The South American knifefish (Apteronotus leptorhynchus), or brown ghost, produces a high-frequency (600-1000 Hz) sinusoidal electric organ discharge (EOD) with males discharging at higher frequencies than females. In addition, each fish has a unique EOD frequency within the frequency range of its gender. The electromotor circuit responsible for EOD production consists of a medullary pacemaker nucleus (PMN) and spinal electromotor neurons (EMNs). In vitro spinal slice recording showed that, similar to the PMN, EMNs fire spontaneously at rates near the EOD frequency of each fish.

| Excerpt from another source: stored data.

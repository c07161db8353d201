//! Profile and role management endpoints (admin only).

use axum::{
    extract::{Path, State},
    Extension, Json,
};
use serde_json::json;

use super::{error, success, written, ApiResult};
use crate::audit;
use crate::auth::{Access, Actor};
use crate::errors::AppError;
use crate::models::{CreateProfileRequest, Profile, UpdateRoleRequest};
use crate::AppState;

/// GET /api/profiles
pub async fn list_profiles(
    State(state): State<AppState>,
    Extension(actor): Extension<Actor>,
) -> ApiResult<Vec<Profile>> {
    let revision_id = state.repo.get_revision_id().await.unwrap_or(0);

    if let Err(e) = actor.authorize(Access::Admin) {
        return error(e, revision_id);
    }

    match state.repo.list_profiles().await {
        Ok(profiles) => success(profiles, revision_id),
        Err(e) => error(e, revision_id),
    }
}

/// POST /api/profiles
pub async fn create_profile(
    State(state): State<AppState>,
    Extension(actor): Extension<Actor>,
    Json(request): Json<CreateProfileRequest>,
) -> ApiResult<Profile> {
    let revision_id = state.repo.get_revision_id().await.unwrap_or(0);

    if let Err(e) = actor.authorize(Access::Admin) {
        return error(e, revision_id);
    }
    if !request.email.contains('@') {
        return error(
            AppError::Validation("email must be a valid address".to_string()),
            revision_id,
        );
    }

    let result = state.repo.create_profile(&request).await;
    if let Ok(profile) = &result {
        audit::record(
            state.repo.pool(),
            actor.name(),
            "create",
            "profile",
            Some(&profile.id),
            Some(json!({ "role": profile.role.as_str() })),
        )
        .await;
    }
    written(&state, revision_id, result).await
}

/// PUT /api/profiles/{id}/role
pub async fn update_profile_role(
    State(state): State<AppState>,
    Extension(actor): Extension<Actor>,
    Path(id): Path<String>,
    Json(request): Json<UpdateRoleRequest>,
) -> ApiResult<Profile> {
    let revision_id = state.repo.get_revision_id().await.unwrap_or(0);

    if let Err(e) = actor.authorize(Access::Admin) {
        return error(e, revision_id);
    }

    let result = state.repo.update_profile_role(&id, request.role).await;
    if result.is_ok() {
        audit::record(
            state.repo.pool(),
            actor.name(),
            "update_role",
            "profile",
            Some(&id),
            Some(json!({ "role": request.role.as_str() })),
        )
        .await;
    }
    written(&state, revision_id, result).await
}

The persistence of firing 2 weeks after high spinal transaction demonstrated that spontaneous firing rate was intrinsic to the EMNs and was not dependent on presynaptic input. We confirmed that 11-ketotestosterone (11 kT) raised and 17-beta-estradiol (E2) lowered the EOD frequency of intact fish. Because electromotor cells fire spontaneously near EOD, frequency, we investigated whether these steroids affect endogenous firing rates. Steroid implants were made in normal or spinally transected fish. Two weeks later, PMNs of normal fish and EMNs of transected fish were recorded in vitro. 11 kT increased and E2 decreased the intrinsic firing rate of neurons in the PMN and the EMNS. Hormones shifted the intrinsic firing rates of EMNS, although they were synaptically isolated during the hormone exposure.